**What is required:**
Your task is to repeat exactly the lines below between the line holding "pub struct ContactInfo" and the line holding "воображения. Специализируюсь на", inclusive, and only those.

**Records provided:**
_ _ _

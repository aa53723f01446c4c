//! Static site content
//!
//! Everything the page shows that is not interactive state: texts, gallery
//! items, contacts. The defaults reproduce the artist's site; a YAML file can
//! replace them wholesale.

use anyhow::{bail, Context, Result};
use regex::Regex;
use serde::{Deserialize, Serialize};
use std::collections::HashSet;
use std::fs;
use std::path::Path;
use std::sync::OnceLock;

fn non_digits() -> &'static Regex {
    static NON_DIGITS: OnceLock<Regex> = OnceLock::new();
    NON_DIGITS.get_or_init(|| Regex::new(r"\D").expect("valid pattern"))
}

/// A single artwork in the gallery
#[derive(Debug, Clone, PartialEq, Eq, Serialize, Deserialize)]
pub struct GalleryItem {
    pub id: u32,
    /// Asset path relative to the base URL, or an absolute URL
    pub src: String,
    /// Caption, also used as alt text
    pub alt: String,
}

/// Base URL prefix for static assets (sub-path hosting)
#[derive(Debug, Clone, PartialEq, Eq)]
pub struct AssetBase(String);

impl Default for AssetBase {
    fn default() -> Self {
        Self("/".to_string())
    }
}

impl AssetBase {
    pub fn new(base: impl Into<String>) -> Self {
        let base = base.into();
        if base.is_empty() {
            Self::default()
        } else {
            Self(base)
        }
    }

    pub fn as_str(&self) -> &str {
        &self.0
    }

    /// Join a relative asset path onto the base. Absolute URLs pass through.
    pub fn resolve(&self, path: &str) -> String {
        if path.starts_with("http://") || path.starts_with("https://") {
            return path.to_string();
        }
        format!(
            "{}/{}",
            self.0.trim_end_matches('/'),
            path.trim_start_matches('/')
        )
    }
}

#[derive(Debug, Clone, PartialEq, Eq, Serialize, Deserialize)]
pub struct Fact {
    pub key: String,
    pub value: String,
}

#[derive(Debug, Clone, PartialEq, Eq, Serialize, Deserialize)]
pub struct HeroContent {
    pub pill: String,
    pub title: String,
    pub subtitle: String,
    pub lead: String,
    pub portrait_src: String,
    pub portrait_alt: String,
    pub facts: Vec<Fact>,
}

#[derive(Debug, Clone, PartialEq, Eq, Serialize, Deserialize)]
pub struct AboutContent {
    pub practice_title: String,
    pub practice: String,
    pub process_title: String,
    pub process_steps: Vec<String>,
}

#[derive(Debug, Clone, PartialEq, Eq, Serialize, Deserialize)]
pub struct SocialLink {
    pub label: String,
    pub url: String,
}

#[derive(Debug, Clone, PartialEq, Eq, Serialize, Deserialize)]
pub struct ContactInfo {
    /// Phone as displayed, e.g. `+7 (911) 916-33-64`
    pub phone: String,
    pub email: String,
    #[serde(default)]
    pub socials: Vec<SocialLink>,
}

impl ContactInfo {
    /// `tel:` URI with formatting stripped
    pub fn tel_uri(&self) -> String {
        let trimmed = self.phone.trim();
        let (plus, rest) = match trimmed.strip_prefix('+') {
            Some(rest) => ("+", rest),
            None => ("", trimmed),
        };
        format!("tel:{}{}", plus, non_digits().replace_all(rest, ""))
    }

    pub fn mailto_uri(&self) -> String {
        format!("mailto:{}", self.email.trim())
    }
}

/// Whole-page content
#[derive(Debug, Clone, PartialEq, Eq, Serialize, Deserialize)]
pub struct SiteContent {
    pub brand: String,
    pub hero: HeroContent,
    pub about: AboutContent,
    pub gallery: Vec<GalleryItem>,
    pub contacts: ContactInfo,
}

impl Default for SiteContent {
    fn default() -> Self {
        let gallery = (1..=5)
            .map(|i| GalleryItem {
                id: i,
                src: format!("works/Art{}.jpg", i),
                alt: format!("Работа {}", i),
            })
            .collect();

        Self {
            brand: "Кретова Арина".to_string(),
            hero: HeroContent {
                pill: "Художница • Санкт-Петербург".to_string(),
                title: "Кретова Арина".to_string(),
                subtitle: "живопись, графика, портреты".to_string(),
                lead: "Я цифровой художник, создающий работы на стыке реальности и \
                       воображения. Специализируюсь на иллюстрациях и скетчах, в которых \
                       каждая деталь дышит, а цвет передает историю. Люблю работать с \
                       фактурой — будь то шероховатость старой стены, мягкость ткани или \
                       игра света на стекле. Беру заказы на портреты, интерьерные работы и \
                       книжную иллюстрацию. Предпочитаю рисовать с эскиза, чтобы вместе с \
                       вами поймать идею с самого начала."
                    .to_string(),
                portrait_src: "other/myMain.jfif".to_string(),
                portrait_alt: "Кретова А.А.".to_string(),
                facts: vec![
                    Fact {
                        key: "Срок".to_string(),
                        value: "от 3–10 дней".to_string(),
                    },
                    Fact {
                        key: "Форматы".to_string(),
                        value: "По договоренности".to_string(),
                    },
                    Fact {
                        key: "Материалы".to_string(),
                        value: "холст, бумага, цифровой файл".to_string(),
                    },
                ],
            },
            about: AboutContent {
                practice_title: "Чем занимаюсь".to_string(),
                practice: "Я рассматриваю заказ как соавторство. Ваше видение и задачи — \
                           отправная точка. Отталкиваясь от них, я предлагаю художественные \
                           решения, исследую с вами разные пути в композиции и цвете."
                    .to_string(),
                process_title: "Как проходит заказ".to_string(),
                process_steps: vec![
                    "Обсуждение идеи, референсы, формат".to_string(),
                    "Эскиз и согласование".to_string(),
                    "Работа над финалом + фото процесса (по желанию)".to_string(),
                    "Упаковка и передача".to_string(),
                ],
            },
            gallery,
            contacts: ContactInfo {
                phone: "+7 (911) 916-33-64".to_string(),
                email: "kretova.arisha@mail.ru".to_string(),
                socials: vec![SocialLink {
                    label: "Telegram".to_string(),
                    url: "https://t.me/Ashid0_mina".to_string(),
                }],
            },
        }
    }
}

impl SiteContent {
    /// Load content from a YAML file and validate it
    pub fn load(path: &Path) -> Result<Self> {
        let contents = fs::read_to_string(path)
            .with_context(|| format!("Failed to read content file {}", path.display()))?;
        let content: SiteContent = serde_yaml::from_str(&contents)
            .with_context(|| format!("Failed to parse content file {}", path.display()))?;
        content.validate()?;
        Ok(content)
    }

    /// Check the invariants the page relies on
    pub fn validate(&self) -> Result<()> {
        if self.gallery.is_empty() {
            bail!("Gallery must contain at least one item");
        }

        let mut seen = HashSet::new();
        for item in &self.gallery {
            if !seen.insert(item.id) {
                bail!("Duplicate gallery id {}", item.id);
            }
            if item.src.trim().is_empty() {
                bail!("Gallery item {} has an empty src", item.id);
            }
        }

        Ok(())
    }

    pub fn gallery_item(&self, id: u32) -> Option<&GalleryItem> {
        self.gallery.iter().find(|item| item.id == id)
    }
}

_ _ _

**Answer to this task:**
pub struct ContactInfo {
    /// Phone as displayed, e.g. `+7 (911) 916-33-64`
    pub phone: String,
    pub email: String,
    #[serde(default)]
    pub socials: Vec<SocialLink>,
}

impl ContactInfo {
    /// `tel:` URI with formatting stripped
    pub fn tel_uri(&self) -> String {
        let trimmed = self.phone.trim();
        let (plus, rest) = match trimmed.strip_prefix('+') {
            Some(rest) => ("+", rest),
            None => ("", trimmed),
        };
        format!("tel:{}{}", plus, non_digits().replace_all(rest, ""))
    }

    pub fn mailto_uri(&self) -> String {
        format!("mailto:{}", self.email.trim())
    }
}

/// Whole-page content
#[derive(Debug, Clone, PartialEq, Eq, Serialize, Deserialize)]
pub struct SiteContent {
    pub brand: String,
    pub hero: HeroContent,
    pub about: AboutContent,
    pub gallery: Vec<GalleryItem>,
    pub contacts: ContactInfo,
}

impl Default for SiteContent {
    fn default() -> Self {
        let gallery = (1..=5)
            .map(|i| GalleryItem {
                id: i,
                src: format!("works/Art{}.jpg", i),
                alt: format!("Работа {}", i),
            })
            .collect();

        Self {
            brand: "Кретова Арина".to_string(),
            hero: HeroContent {
                pill: "Художница • Санкт-Петербург".to_string(),
                title: "Кретова Арина".to_string(),
                subtitle: "живопись, графика, портреты".to_string(),
                lead: "Я цифровой художник, создающий работы на стыке реальности и \
                       воображения. Специализируюсь на иллюстрациях и скетчах, в которых \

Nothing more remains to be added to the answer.